La acogedora simplicidad
Los relatos de los viajeros, como en los
tiempos de las grandes expediciones al Lejano Oriente, fomentan la aureola de
Copenhague. En una crónica publicada por The Washigton Post, el periodista
norteamericano Scott Vogel confesó años atrás su fascinación ante la costumbre
danesa de cenar en familia todos los días. “Familias donde cada uno conoce las
historias del otro y los niños se quedan dormidos fácilmente en los brazos de
sus padres a medianoche en el Tívoli”, describió.
Vogel se refería a los Jardines de Tívoli, uno
de los parques de diversiones más viejos del mundo. Algunos extrañarán la
espectacularidad de Disney World. Los copenhaguenses aprecian las claras noches
de verano, en familia, bajo la tenue luz del sol que tarda en retirarse y el
brillo de 120.000 bombillas.
Es fama que los habitantes de la capital danesa
atesoran los ambientes acogedores. Para nombrar ese estado especial de la
intimidad utilizan la palabra hygge, que otras lenguas no alcanzan a traducir.
La iluminación es una de las esencias de ese
concepto. En las latitudes nórdicas valoran la luz como en ningún otro sitio
del planeta. Cuando el invierno se anuncia al final del otoño, la noche cae
temprana y abate hasta el año nuevo. Solo la pausa de las fiestas rescata de la
oscuridad a los septentrionales. En Copenhague, cuentan, los árboles de Navidad
se cubren de lucecillas blancas y los mercados de regalos escapan de la
histeria consumista que conocemos en Norteamérica.

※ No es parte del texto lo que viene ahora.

//! Configuration for the news desk

use crate::error::{NewsError, Result};
use serde::{Deserialize, Serialize};
use std::fmt;
use std::path::PathBuf;
use std::str::FromStr;
use std::time::Duration;

/// Yahoo Finance latest-news page
pub const DEFAULT_YAHOO_URL: &str = "https://finance.yahoo.com/topic/latest-news/";

/// Section labels Yahoo renders as `h3` that are not headlines
pub const GENERIC_HEADLINES: [&str; 6] = [
    "News",
    "Life",
    "Entertainment",
    "Finance",
    "Sports",
    "New on Yahoo",
];

/// Headline source to fetch from
#[derive(Debug, Clone, Copy, PartialEq, Eq, Serialize, Deserialize)]
#[serde(rename_all = "snake_case")]
pub enum SourceKind {
    /// Scraped Yahoo Finance latest-news page (no API key required)
    Yahoo,
    /// Finnhub general market news (requires `FINNHUB_API_KEY`)
    Finnhub,
}

impl SourceKind {
    pub fn as_str(&self) -> &'static str {
        match self {
            Self::Yahoo => "yahoo",
            Self::Finnhub => "finnhub",
        }
    }
}

impl fmt::Display for SourceKind {
    fn fmt(&self, f: &mut fmt::Formatter<'_>) -> fmt::Result {
        f.write_str(self.as_str())
    }
}

impl FromStr for SourceKind {
    type Err = NewsError;

    fn from_str(s: &str) -> Result<Self> {
        match s.trim().to_ascii_lowercase().as_str() {
            "yahoo" => Ok(Self::Yahoo),
            "finnhub" => Ok(Self::Finnhub),
            other => Err(NewsError::Config(format!("Unknown headline source '{other}'"))),
        }
    }
}

/// Language model backend
#[derive(Debug, Clone, Copy, Default, PartialEq, Eq, Serialize, Deserialize)]
#[serde(rename_all = "snake_case")]
pub enum ProviderKind {
    /// Local Ollama server
    #[default]
    Ollama,
    /// OpenAI or an OpenAI-compatible server
    OpenAI,
    /// Anthropic Messages API
    Anthropic,
}

impl ProviderKind {
    pub fn as_str(&self) -> &'static str {
        match self {
            Self::Ollama => "ollama",
            Self::OpenAI => "openai",
            Self::Anthropic => "anthropic",
        }
    }
}

impl fmt::Display for ProviderKind {
    fn fmt(&self, f: &mut fmt::Formatter<'_>) -> fmt::Result {
        f.write_str(self.as_str())
    }
}

impl FromStr for ProviderKind {
    type Err = NewsError;

    fn from_str(s: &str) -> Result<Self> {
        match s.trim().to_ascii_lowercase().as_str() {
            "ollama" => Ok(Self::Ollama),
            "openai" => Ok(Self::OpenAI),
            "anthropic" => Ok(Self::Anthropic),
            other => Err(NewsError::Config(format!("Unknown model provider '{other}'"))),
        }
    }
}

/// Configuration for the news desk
#[derive(Debug, Clone, Serialize, Deserialize)]
pub struct NewsConfig {
    /// Headline sources, fetched in this order
    pub sources: Vec<SourceKind>,

    /// Page scraped by the Yahoo source
    pub yahoo_url: String,

    /// Finnhub API key
    pub finnhub_api_key: Option<String>,

    /// Headlines dropped from scraped pages
    pub generic_headlines: Vec<String>,

    /// Model backend
    pub provider: ProviderKind,

    /// Model for headline analysis
    pub fast_model: String,

    /// Model for research and filing summaries
    pub capable_model: String,

    /// Research iteration budget
    pub max_iterations: usize,

    /// User-Agent sent to SEC EDGAR (the SEC asks for a name and a contact)
    pub sec_user_agent: String,

    /// Characters of filing text handed to the model
    pub filing_char_budget: usize,

    /// Timeout for every outbound HTTP request
    pub request_timeout: Duration,

    /// Directory of `.j2` files overriding the built-in prompts
    pub prompts_dir: Option<PathBuf>,
}

impl Default for NewsConfig {
    fn default() -> Self {
        Self {
            sources: vec![SourceKind::Yahoo],
            yahoo_url: DEFAULT_YAHOO_URL.to_string(),
            finnhub_api_key: None,
            generic_headlines: GENERIC_HEADLINES.iter().map(ToString::to_string).collect(),
            provider: ProviderKind::Ollama,
            fast_model: "mistral".to_string(),
            capable_model: "llama3".to_string(),
            max_iterations: 10,
            sec_user_agent: "newsdesk (newsdesk@example.com)".to_string(),
            filing_char_budget: 20_000,
            request_timeout: Duration::from_secs(30),
            prompts_dir: None,
        }
    }
}

impl NewsConfig {
    /// Create a new configuration builder
    pub fn builder() -> NewsConfigBuilder {
        NewsConfigBuilder::default()
    }

    /// Defaults overridden by `NEWSDESK_*` environment variables
    ///
    /// | variable | field |
    /// |---|---|
    /// | `NEWSDESK_SOURCES` | comma separated `yahoo`, `finnhub` |
    /// | `NEWSDESK_YAHOO_URL` | `yahoo_url` |
    /// | `NEWSDESK_PROVIDER` | `ollama`, `openai`, `anthropic` |
    /// | `NEWSDESK_FAST_MODEL` / `NEWSDESK_CAPABLE_MODEL` | model ids |
    /// | `NEWSDESK_MAX_ITERATIONS` | research budget |
    /// | `NEWSDESK_SEC_USER_AGENT` | SEC User-Agent |
    /// | `NEWSDESK_TIMEOUT_SECS` | request timeout |
    /// | `NEWSDESK_PROMPTS_DIR` | prompt overrides |
    /// | `FINNHUB_API_KEY` | Finnhub key |
    pub fn from_env() -> Result<Self> {
        Self::from_lookup(|key| std::env::var(key).ok())
    }

    /// Like [`NewsConfig::from_env`], reading variables through `lookup`
    pub fn from_lookup(lookup: impl Fn(&str) -> Option<String>) -> Result<Self> {
        let mut config = Self::default();

        if let Some(sources) = lookup("NEWSDESK_SOURCES") {
            config.sources = sources
                .split(',')
                .filter(|s| !s.trim().is_empty())
                .map(SourceKind::from_str)
                .collect::<Result<_>>()?;
        }
        if let Some(url) = lookup("NEWSDESK_YAHOO_URL") {
            config.yahoo_url = url;
        }
        if let Some(provider) = lookup("NEWSDESK_PROVIDER") {
            config.provider = provider.parse()?;
        }
        if let Some(model) = lookup("NEWSDESK_FAST_MODEL") {
            config.fast_model = model;
        }
        if let Some(model) = lookup("NEWSDESK_CAPABLE_MODEL") {
            config.capable_model = model;
        }
        if let Some(max) = lookup("NEWSDESK_MAX_ITERATIONS") {
            config.max_iterations = parse_number("NEWSDESK_MAX_ITERATIONS", &max)?;
        }
        if let Some(agent) = lookup("NEWSDESK_SEC_USER_AGENT") {
            config.sec_user_agent = agent;
        }
        if let Some(secs) = lookup("NEWSDESK_TIMEOUT_SECS") {
            config.request_timeout =
                Duration::from_secs(parse_number("NEWSDESK_TIMEOUT_SECS", &secs)?);
        }
        if let Some(dir) = lookup("NEWSDESK_PROMPTS_DIR") {
            config.prompts_dir = Some(PathBuf::from(dir));
        }
        config.finnhub_api_key = lookup("FINNHUB_API_KEY").filter(|k| !k.trim().is_empty());

        Ok(config)
    }

    /// Validate the configuration
    pub fn validate(&self) -> Result<()> {
        if self.sources.is_empty() {
            return Err(NewsError::Config(
                "at least one headline source is required".to_string(),
            ));
        }

        if self.sources.contains(&SourceKind::Finnhub) && self.finnhub_api_key.is_none() {
            return Err(NewsError::Config(
                "Finnhub API key required when the finnhub source is enabled".to_string(),
            ));
        }

        let url = url::Url::parse(&self.yahoo_url)
            .map_err(|e| NewsError::Config(format!("invalid yahoo_url '{}': {e}", self.yahoo_url)))?;
        if !matches!(url.scheme(), "http" | "https") {
            return Err(NewsError::Config(format!(
                "yahoo_url must be http(s), got '{}'",
                url.scheme()
            )));
        }

        if self.fast_model.trim().is_empty() || self.capable_model.trim().is_empty() {
            return Err(NewsError::Config("model names must not be empty".to_string()));
        }

        if self.max_iterations == 0 {
            return Err(NewsError::Config(
                "max_iterations must be greater than 0".to_string(),
            ));
        }

        if self.filing_char_budget == 0 {
            return Err(NewsError::Config(
                "filing_char_budget must be greater than 0".to_string(),
            ));
        }

        if self.sec_user_agent.trim().is_empty() {
            return Err(NewsError::Config(
                "sec_user_agent must not be empty".to_string(),
            ));
        }

        Ok(())
    }
}

fn parse_number<T: FromStr>(key: &str, value: &str) -> Result<T>
where
    T::Err: fmt::Display,
{
    value
        .trim()
        .parse()
        .map_err(|e| NewsError::Config(format!("{key}: {e}")))
}

/// Builder for NewsConfig
#[derive(Debug, Default)]
pub struct NewsConfigBuilder {
    sources: Option<Vec<SourceKind>>,
    yahoo_url: Option<String>,
    finnhub_api_key: Option<String>,
    provider: Option<ProviderKind>,
    fast_model: Option<String>,
    capable_model: Option<String>,
    max_iterations: Option<usize>,
    sec_user_agent: Option<String>,
    filing_char_budget: Option<usize>,
    request_timeout: Option<Duration>,
    prompts_dir: Option<PathBuf>,
}

impl NewsConfigBuilder {
    /// Set the headline sources
    pub fn sources(mut self, sources: Vec<SourceKind>) -> Self {
        self.sources = Some(sources);
        self
    }

    /// Set the Yahoo page URL
    pub fn yahoo_url(mut self, url: impl Into<String>) -> Self {
        self.yahoo_url = Some(url.into());
        self
    }

    /// Set the Finnhub API key
    pub fn finnhub_api_key(mut self, key: impl Into<String>) -> Self {
        self.finnhub_api_key = Some(key.into());
        self
    }

    /// Set the model backend
    pub fn provider(mut self, provider: ProviderKind) -> Self {
        self.provider = Some(provider);
        self
    }

    /// Set the fast model id
    pub fn fast_model(mut self, model: impl Into<String>) -> Self {
        self.fast_model = Some(model.into());
        self
    }

    /// Set the capable model id
    pub fn capable_model(mut self, model: impl Into<String>) -> Self {
        self.capable_model = Some(model.into());
        self
    }

    /// Set the research iteration budget
    pub fn max_iterations(mut self, max: usize) -> Self {
        self.max_iterations = Some(max);
        self
    }

    /// Set the SEC User-Agent
    pub fn sec_user_agent(mut self, agent: impl Into<String>) -> Self {
        self.sec_user_agent = Some(agent.into());
        self
    }

    /// Set the filing text budget
    pub fn filing_char_budget(mut self, chars: usize) -> Self {
        self.filing_char_budget = Some(chars);
        self
    }

    /// Set request timeout
    pub fn request_timeout(mut self, duration: Duration) -> Self {
        self.request_timeout = Some(duration);
        self
    }

    /// Set the prompt override directory
    pub fn prompts_dir(mut self, dir: impl Into<PathBuf>) -> Self {
        self.prompts_dir = Some(dir.into());
        self
    }

    /// Build and validate the configuration
    pub fn build(self) -> Result<NewsConfig> {
        let defaults = NewsConfig::default();

        let config = NewsConfig {
            sources: self.sources.unwrap_or(defaults.sources),
            yahoo_url: self.yahoo_url.unwrap_or(defaults.yahoo_url),
            finnhub_api_key: self.finnhub_api_key,
            generic_headlines: defaults.generic_headlines,
            provider: self.provider.unwrap_or(defaults.provider),
            fast_model: self.fast_model.unwrap_or(defaults.fast_model),
            capable_model: self.capable_model.unwrap_or(defaults.capable_model),
            max_iterations: self.max_iterations.unwrap_or(defaults.max_iterations),
            sec_user_agent: self.sec_user_agent.unwrap_or(defaults.sec_user_agent),
            filing_char_budget: self
                .filing_char_budget
                .unwrap_or(defaults.filing_char_budget),
            request_timeout: self.request_timeout.unwrap_or(defaults.request_timeout),
            prompts_dir: self.prompts_dir,
        };

        config.validate()?;
        Ok(config)
    }
}

#[cfg(test)]
mod tests {
    use super::*;
    use std::collections::HashMap;

    #[test]
    fn test_default_config() {
        let config = NewsConfig::default();
        assert_eq!(config.sources, vec![SourceKind::Yahoo]);
        assert_eq!(config.provider, ProviderKind::Ollama);
        assert_eq!(config.max_iterations, 10);
        assert_eq!(config.generic_headlines.len(), 6);
        assert!(config.validate().is_ok());
    }

    #[test]
    fn test_config_builder() {
        let config = NewsConfig::builder()
            .provider(ProviderKind::OpenAI)
            .fast_model("gpt-4o-mini")
            .capable_model("gpt-4o")
            .max_iterations(4)
            .request_timeout(Duration::from_secs(5))
            .build()
            .unwrap();

        assert_eq!(config.provider, ProviderKind::OpenAI);
        assert_eq!(config.capable_model, "gpt-4o");
        assert_eq!(config.max_iterations, 4);
        assert_eq!(config.request_timeout, Duration::from_secs(5));
    }

    #[test]
    fn test_validation_rejects_zero_budget() {
        let err = NewsConfig::builder().max_iterations(0).build().unwrap_err();
        assert!(err.to_string().contains("max_iterations"));
    }

    #[test]
    fn test_validation_rejects_empty_model() {
        assert!(NewsConfig::builder().fast_model(" ").build().is_err());
    }

    #[test]
    fn test_validation_rejects_bad_url() {
        assert!(NewsConfig::builder().yahoo_url("not a url").build().is_err());
        assert!(NewsConfig::builder().yahoo_url("ftp://example.com").build().is_err());
    }

    #[test]
    fn test_validation_finnhub_needs_key() {
        let config = NewsConfig {
            sources: vec![SourceKind::Finnhub],
            ..Default::default()
        };
        assert!(config.validate().is_err());

        let config = NewsConfig {
            sources: vec![SourceKind::Finnhub],
            finnhub_api_key: Some("key".to_string()),
            ..Default::default()
        };
        assert!(config.validate().is_ok());
    }

    #[test]
    fn test_from_lookup() {
        let vars: HashMap<&str, &str> = HashMap::from([
            ("NEWSDESK_SOURCES", "yahoo, finnhub"),
            ("NEWSDESK_PROVIDER", "anthropic"),
            ("NEWSDESK_MAX_ITERATIONS", "3"),
            ("NEWSDESK_TIMEOUT_SECS", "12"),
            ("FINNHUB_API_KEY", "secret"),
        ]);
        let config =
            NewsConfig::from_lookup(|key| vars.get(key).map(ToString::to_string)).unwrap();

        assert_eq!(config.sources, vec![SourceKind::Yahoo, SourceKind::Finnhub]);
        assert_eq!(config.provider, ProviderKind::Anthropic);
        assert_eq!(config.max_iterations, 3);
        assert_eq!(config.request_timeout, Duration::from_secs(12));
        assert_eq!(config.finnhub_api_key.as_deref(), Some("secret"));
        assert!(config.validate().is_ok());
    }

    #[test]
    fn test_from_lookup_rejects_garbage() {
        let err = NewsConfig::from_lookup(|key| {
            (key == "NEWSDESK_MAX_ITERATIONS").then(|| "many".to_string())
        })
        .unwrap_err();
        assert!(err.to_string().contains("NEWSDESK_MAX_ITERATIONS"));

        assert!(
            NewsConfig::from_lookup(|key| (key == "NEWSDESK_SOURCES").then(|| "rss".to_string()))
                .is_err()
        );
    }

    #[test]
    fn test_kind_parsing() {
        assert_eq!("OpenAI".parse::<ProviderKind>().unwrap(), ProviderKind::OpenAI);
        assert_eq!(" yahoo ".parse::<SourceKind>().unwrap(), SourceKind::Yahoo);
        assert_eq!(SourceKind::Finnhub.to_string(), "finnhub");
    }
}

En verano los lugareños afluyen a las casas de
veraneo. El cuerpo se exhibe, lo mismo en la playa que en sitios inesperados
para el viajero como el Cementerio de Assistens, donde descansa Hans Christian
Andersen. La brevedad del estío alimenta el frenesí.
Los daneses tratan de tomarse la vida con calma. En el vocabulario
cotidiano abundan las frases que reflejan esta voluntad de reducir el estrés y
disfrutar de las cosas simples. Los críticos traducen esa tranquilidad, tan
distinta al vértigo cotidiano en otros países occidentales, como un ejemplo del
conformismo de los escandinavos. No son felices, aseguran, sino que mantienen
bajas sus expectativas para alcanzar la satisfacción sin demasiado esfuerzo.